## Problem statement
From the material that follows, count the lines with the word "Option" in them. Reply with the number only.

## Information given

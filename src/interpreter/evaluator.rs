use crate::{
    error::RuntimeError,
    interpreter::{
        function::{Function, FunctionKind},
        operator::{BinaryOperation, Operator, OperatorKind, UnaryOperation},
        script::core::ScriptModule,
        token::Token,
        value::Value,
    },
};

/// Result type used by the evaluator.
pub type EvalResult<T> = Result<T, RuntimeError>;

/// A slot on the evaluation stack.
///
/// String constants that name a live variable are pushed as references and
/// read through the store when used, so an identifier always sees the
/// variable's current value. Everything else is pushed as a plain value.
#[derive(Debug, Clone)]
enum Slot {
    Value(Value),
    Variable(String),
}

impl Slot {
    /// Reads the slot's current value.
    ///
    /// A reference whose variable has vanished degrades to its bare name,
    /// the same shape an unresolved identifier is pushed with.
    fn resolve(&self, module: &ScriptModule) -> Value {
        match self {
            Self::Value(value) => value.clone(),
            Self::Variable(name) => module.variables
                                          .get(name)
                                          .cloned()
                                          .unwrap_or_else(|| Value::Str(name.clone())),
        }
    }

    /// The variable name this slot can assign into, if any.
    ///
    /// Assignment targets are variable references and non-empty unresolved
    /// string constants; numbers are not assignable.
    fn target_name(&self) -> Option<&str> {
        match self {
            Self::Variable(name) => Some(name),
            Self::Value(Value::Str(name)) if !name.is_empty() => Some(name),
            Self::Value(_) => None,
        }
    }
}

/// Executes one compiled line against a fresh value stack.
///
/// Returns the line's residual value: `Some` for an expression, `None` for
/// a statement that leaves the stack empty. More than one residual value is
/// an error.
///
/// # Errors
/// Stack underflow, operand kind mismatches, failed argument validation,
/// arithmetic failures raised by operations, and leftover stack values all
/// surface as [`RuntimeError`]s.
pub fn evaluate(module: &mut ScriptModule, tokens: &[Token]) -> EvalResult<Option<Value>> {
    let mut stack: Vec<Slot> = Vec::new();

    for token in tokens {
        match token {
            Token::Number(number) => stack.push(Slot::Value(Value::Number(*number))),

            Token::Str(text) => {
                if module.variables.contains_key(text) {
                    stack.push(Slot::Variable(text.clone()));
                } else {
                    stack.push(Slot::Value(Value::Str(text.clone())));
                }
            },

            Token::Operator(operator) => apply_operator(module, operator, &mut stack)?,

            Token::Function(function) => apply_function(module, function, &mut stack)?,
        }
    }

    match stack.len() {
        0 => Ok(None),
        1 => Ok(stack.pop().map(|slot| slot.resolve(module))),
        _ => Err(RuntimeError::NotAnExpression),
    }
}

/// Pops an operator's operands and dispatches through its operation list;
/// the first operation whose operand kinds match produces the result.
fn apply_operator(module: &mut ScriptModule,
                  operator: &'static Operator,
                  stack: &mut Vec<Slot>)
                  -> EvalResult<()> {
    match operator.kind {
        OperatorKind::Binary(operations) => {
            let (Some(rhs), Some(lhs)) = (stack.pop(), stack.pop()) else {
                return Err(RuntimeError::InvalidOperandCount { symbol: operator.symbol });
            };

            for operation in operations {
                if let Some(result) = apply_binary(module, operation, &lhs, &rhs)? {
                    stack.push(result);
                    return Ok(());
                }
            }
            Err(RuntimeError::InvalidOperands { symbol: operator.symbol })
        },

        OperatorKind::Unary(operations) => {
            let Some(operand) = stack.pop() else {
                return Err(RuntimeError::InvalidOperandCount { symbol: operator.symbol });
            };

            for UnaryOperation::Numeric(operation) in operations {
                if let Some(number) = operand.resolve(module).as_number() {
                    stack.push(Slot::Value(Value::Number(operation(number))));
                    return Ok(());
                }
            }
            Err(RuntimeError::InvalidOperands { symbol: operator.symbol })
        },

        // Parentheses never reach compiled output.
        OperatorKind::Grouping => Err(RuntimeError::InvalidOperands { symbol: operator.symbol }),
    }
}

/// Tries one binary operation; `None` means the operand kinds did not
/// match and the next operation should be tried.
fn apply_binary(module: &mut ScriptModule,
                operation: &BinaryOperation,
                lhs: &Slot,
                rhs: &Slot)
                -> EvalResult<Option<Slot>> {
    match operation {
        BinaryOperation::Numeric(numeric) => {
            let (Some(a), Some(b)) = (lhs.resolve(module).as_number(),
                                      rhs.resolve(module).as_number())
            else {
                return Ok(None);
            };
            Ok(Some(Slot::Value(Value::Number(numeric(a, b)?))))
        },

        BinaryOperation::Strings(strings) => {
            let (lhs, rhs) = (lhs.resolve(module), rhs.resolve(module));
            let (Some(a), Some(b)) = (lhs.as_str(), rhs.as_str()) else {
                return Ok(None);
            };
            Ok(Some(Slot::Value(Value::Str(strings(a, b)))))
        },

        BinaryOperation::Assign => {
            let Some(name) = lhs.target_name() else {
                return Ok(None);
            };
            let name = name.to_string();
            let value = rhs.resolve(module);
            module.variables.insert(name.clone(), value);
            Ok(Some(Slot::Variable(name)))
        },
    }
}

/// Pops a function's arguments (nearest value first), validates them, and
/// runs the function's hook. The hook's double result is pushed back.
fn apply_function(module: &mut ScriptModule,
                  function: &'static Function,
                  stack: &mut Vec<Slot>)
                  -> EvalResult<()> {
    if stack.len() < function.arity {
        return Err(RuntimeError::InvalidArgumentCount { function: function.name });
    }

    let mut arguments = Vec::with_capacity(function.arity);
    for _ in 0..function.arity {
        if let Some(slot) = stack.pop() {
            arguments.push(slot.resolve(module));
        }
    }

    if !(function.validate)(&arguments) {
        return Err(RuntimeError::WrongParameterTypes { function: function.name });
    }

    let result = match function.kind {
        FunctionKind::Plain(run) => run(module, &arguments)?,
        FunctionKind::Block(kind) => module.run_block(kind, &arguments)?,
    };
    stack.push(Slot::Value(Value::Number(result)));

    Ok(())
}
#[derive(Debug, Clone, PartialEq, Eq)]
/// Represents all errors that can be raised while evaluating a compiled
/// line.
pub enum RuntimeError {
    /// The value stack held fewer values than the operator's arity.
    InvalidOperandCount {
        /// The operator symbol.
        symbol: &'static str,
    },
    /// No registered operation of the operator matched the operand kinds.
    InvalidOperands {
        /// The operator symbol.
        symbol: &'static str,
    },
    /// The value stack held fewer values than the function's arity.
    InvalidArgumentCount {
        /// The function name.
        function: &'static str,
    },
    /// A function's argument kinds failed validation.
    WrongParameterTypes {
        /// The function name.
        function: &'static str,
    },
    /// A line left more than one residual value on the stack.
    NotAnExpression,
    /// Attempted division by zero.
    DivisionByZero,
    /// Attempted modulo by zero.
    ModuloByZero,
}

impl std::fmt::Display for RuntimeError {
    fn fmt(&self, f: &mut std::fmt::Formatter<'_>) -> std::fmt::Result {
        match self {
            Self::InvalidOperandCount { symbol } => {
                write!(f, "Invalid number of operands for operator {symbol}")
            },

            Self::InvalidOperands { symbol } => {
                write!(f, "Invalid operands for operator {symbol}")
            },

            Self::InvalidArgumentCount { function } => {
                write!(f, "Invalid number of arguments for function {function}")
            },

            Self::WrongParameterTypes { function } => {
                write!(f, "Wrong parameter types for function {function}")
            },

            Self::NotAnExpression => write!(f, "Not a valid expression"),

            Self::DivisionByZero => write!(f, "Division by zero"),

            Self::ModuloByZero => write!(f, "Modulo by zero"),
        }
    }
}

impl std::error::Error for RuntimeError {}
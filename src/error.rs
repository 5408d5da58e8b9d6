/// Compile-time errors.
///
/// Defines all error types that can occur while lexing a source line,
/// reordering it into postfix, or resolving block structure. Parse errors
/// abort the compile pass and prevent execution.
pub mod parse_error;
/// Run-time errors.
///
/// Contains all error types that can be raised while a compiled line is
/// evaluated: stack discipline violations, operand kind mismatches, and
/// arithmetic failures such as division by zero.
pub mod runtime_error;

pub use parse_error::ParseError;
pub use runtime_error::RuntimeError;

/// Pairs an error with the 1-based number of the compiled line it occurred
/// on.
///
/// Line numbers count compiled lines: blank source lines are skipped before
/// compilation and do not shift the numbering seen in reports.
#[derive(Debug)]
pub struct LineError<E> {
    /// The 1-based compiled-line number.
    pub line:  usize,
    /// The underlying error.
    pub error: E,
}

impl std::fmt::Display for LineError<ParseError> {
    fn fmt(&self, f: &mut std::fmt::Formatter<'_>) -> std::fmt::Result {
        write!(f, "Syntax error on line {}\n{}", self.line, self.error)
    }
}

impl std::fmt::Display for LineError<RuntimeError> {
    fn fmt(&self, f: &mut std::fmt::Formatter<'_>) -> std::fmt::Result {
        write!(f, "Runtime error on line {}\n{}", self.line, self.error)
    }
}

impl std::error::Error for LineError<ParseError> {}
impl std::error::Error for LineError<RuntimeError> {}
use std::{
    collections::HashMap,
    io::{self, Write},
    rc::Rc,
};

use crate::{
    error::{LineError, ParseError, RuntimeError},
    interpreter::{
        evaluator,
        parser,
        script::blocks::{EndBinding, NestEntry},
        token::Token,
        value::Value,
    },
};

/// One compiled source line: its postfix token list.
///
/// Token lists are shared so the execute loop can evaluate a line while
/// the module itself is borrowed mutably for variable and counter updates.
pub struct ScriptLine {
    /// The line's postfix tokens.
    pub tokens: Rc<Vec<Token>>,
}

/// Per-program interpreter state.
///
/// One module owns everything a running program touches: the compiled
/// lines, the variable store, the block-structure maps built at compile
/// time, the if-result stack and program counter used at run time, and the
/// output sink `print` writes to. The operator and function registries are
/// immutable statics and live outside the module.
pub struct ScriptModule {
    pub(crate) compiled:     Vec<ScriptLine>,
    pub(crate) variables:    HashMap<String, Value>,
    pub(crate) nest_stack:   Vec<NestEntry>,
    pub(crate) begin_to_end: HashMap<usize, usize>,
    pub(crate) end_to_begin: HashMap<usize, EndBinding>,
    pub(crate) if_results:   Vec<bool>,
    pub(crate) pc:           usize,
    pub(crate) jump:         Option<usize>,
    pub(crate) interactive:  bool,
    out:                     Box<dyn Write>,
}

#[allow(clippy::new_without_default)]
impl ScriptModule {
    /// Creates a module for batch execution, printing to stdout.
    #[must_use]
    pub fn new() -> Self {
        Self::with_mode(false)
    }

    /// Creates a module for the interactive prompt, printing to stdout.
    ///
    /// Interactive modules reject block statements at parse time: a single
    /// input line carries no file context to resolve them against.
    #[must_use]
    pub fn interactive() -> Self {
        Self::with_mode(true)
    }

    fn with_mode(interactive: bool) -> Self {
        Self { compiled: Vec::new(),
               variables: HashMap::new(),
               nest_stack: Vec::new(),
               begin_to_end: HashMap::new(),
               end_to_begin: HashMap::new(),
               if_results: Vec::new(),
               pc: 0,
               jump: None,
               interactive,
               out: Box::new(io::stdout()) }
    }

    /// Redirects `print` output, e.g. into a capture buffer for tests.
    pub fn set_output(&mut self, out: Box<dyn Write>) {
        self.out = out;
    }

    /// Writes a value and a newline to the output sink and flushes.
    pub(crate) fn print_value(&mut self, value: &Value) {
        let _ = writeln!(self.out, "{value}");
        let _ = self.out.flush();
    }

    /// Reads a variable's current value.
    #[must_use]
    pub fn variable(&self, name: &str) -> Option<&Value> {
        self.variables.get(name)
    }

    /// Compiles a whole source into postfix lines.
    ///
    /// Blank lines are skipped and do not occupy a compiled-line slot.
    /// Block statements are paired with their `end` as lines are parsed;
    /// after the last line the nest stack must be empty.
    ///
    /// # Errors
    /// The first [`ParseError`] aborts the pass, tagged with its 1-based
    /// compiled-line number. An unclosed block is reported against the
    /// line that opened it.
    pub fn compile(&mut self, source: &str) -> Result<(), LineError<ParseError>> {
        for line in source.lines() {
            if line.trim().is_empty() {
                continue;
            }
            match parser::parse_line(self, line) {
                Ok(tokens) => self.compiled.push(ScriptLine { tokens: Rc::new(tokens) }),
                Err(error) => {
                    return Err(LineError { line: self.compiled.len() + 1,
                                           error });
                },
            }
        }

        match self.nest_stack.last() {
            Some(entry) => {
                let error = ParseError::UnclosedBlock { name: entry.kind.name() };
                Err(LineError { line: entry.line + 1,
                                error })
            },
            None => Ok(()),
        }
    }

    /// Executes the compiled lines from the top.
    ///
    /// The program counter advances by one after each line unless a block
    /// statement parked a jump target; jumps land on the target line
    /// itself, which then executes normally.
    ///
    /// # Errors
    /// The first [`RuntimeError`] aborts the run, tagged with the 1-based
    /// number of the line being evaluated.
    pub fn execute(&mut self) -> Result<(), LineError<RuntimeError>> {
        self.pc = 0;
        self.jump = None;
        self.if_results.clear();

        while self.pc < self.compiled.len() {
            let tokens = Rc::clone(&self.compiled[self.pc].tokens);
            if let Err(error) = evaluator::evaluate(self, &tokens) {
                return Err(LineError { line: self.pc + 1,
                                       error });
            }
            self.pc = self.jump.take().unwrap_or(self.pc + 1);
        }

        Ok(())
    }

    /// Parses and evaluates one interactive input line.
    ///
    /// Variable bindings persist across calls on the same module. Blank
    /// input yields nothing.
    ///
    /// # Errors
    /// Parse and runtime errors are boxed uniformly; the prompt reports
    /// both the same way and carries on.
    pub fn eval_line(&mut self, line: &str) -> Result<Option<Value>, Box<dyn std::error::Error>> {
        if line.trim().is_empty() {
            return Ok(None);
        }

        let tokens = parser::parse_line(self, line)?;
        Ok(evaluator::evaluate(self, &tokens)?)
    }
}

#[cfg(test)]
mod tests {
    use super::*;
    use crate::error::{ParseError, RuntimeError};

    fn compiled_output(source: &str) -> String {
        let mut module = ScriptModule::new();
        let buffer = SharedBuffer::default();
        module.set_output(Box::new(buffer.clone()));
        module.compile(source).expect("source should compile");
        module.execute().expect("source should execute");
        buffer.contents()
    }

    #[derive(Clone, Default)]
    struct SharedBuffer {
        bytes: Rc<std::cell::RefCell<Vec<u8>>>,
    }

    impl SharedBuffer {
        fn contents(&self) -> String {
            String::from_utf8_lossy(&self.bytes.borrow()).into_owned()
        }
    }

    impl Write for SharedBuffer {
        fn write(&mut self, buf: &[u8]) -> io::Result<usize> {
            self.bytes.borrow_mut().extend_from_slice(buf);
            Ok(buf.len())
        }

        fn flush(&mut self) -> io::Result<()> {
            Ok(())
        }
    }

    #[test]
    fn straight_line_programs_run_in_order() {
        let output = compiled_output("x = 1\nprint x\nprint x + 1");
        assert_eq!(output, "1.000000\n2.000000\n");
    }

    #[test]
    fn blank_lines_are_skipped() {
        let output = compiled_output("\nprint 1\n   \nprint 2\n");
        assert_eq!(output, "1.000000\n2.000000\n");
    }

    #[test]
    fn runtime_errors_carry_compiled_line_numbers() {
        let mut module = ScriptModule::new();
        module.compile("print 1\n\nprint 10 / 0").expect("source should compile");

        let failure = module.execute().expect_err("execution should fail");
        // The blank line does not count: the failing line is compiled line 2.
        assert_eq!(failure.line, 2);
        assert_eq!(failure.error, RuntimeError::DivisionByZero);
        assert_eq!(failure.to_string(), "Runtime error on line 2\nDivision by zero");
    }

    #[test]
    fn compile_errors_abort_the_pass() {
        let mut module = ScriptModule::new();
        let failure = module.compile("x = 1\ny = (2\nz = 3").expect_err("compile should fail");

        assert_eq!(failure.line, 2);
        assert_eq!(failure.error, ParseError::MismatchedBrackets);
        assert_eq!(failure.to_string(), "Syntax error on line 2\nMismatched brackets");
    }

    #[test]
    fn interactive_lines_share_state() {
        let mut module = ScriptModule::interactive();
        assert_eq!(module.eval_line("x = 2").unwrap(), Some(Value::Number(2.0)));
        assert_eq!(module.eval_line("x * x").unwrap(), Some(Value::Number(4.0)));
        assert_eq!(module.eval_line("   ").unwrap(), None);
    }

    #[test]
    fn interactive_mode_rejects_block_statements() {
        let mut module = ScriptModule::interactive();
        let error = module.eval_line("if 1").expect_err("block statements are rejected");
        assert_eq!(error.to_string(), "'if' cannot be called from the interactive interpreter");

        let error = module.eval_line("end").expect_err("bare end is rejected");
        assert_eq!(error.to_string(), "'end' statement is missing a begin-type statement");
    }
}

## Response below
6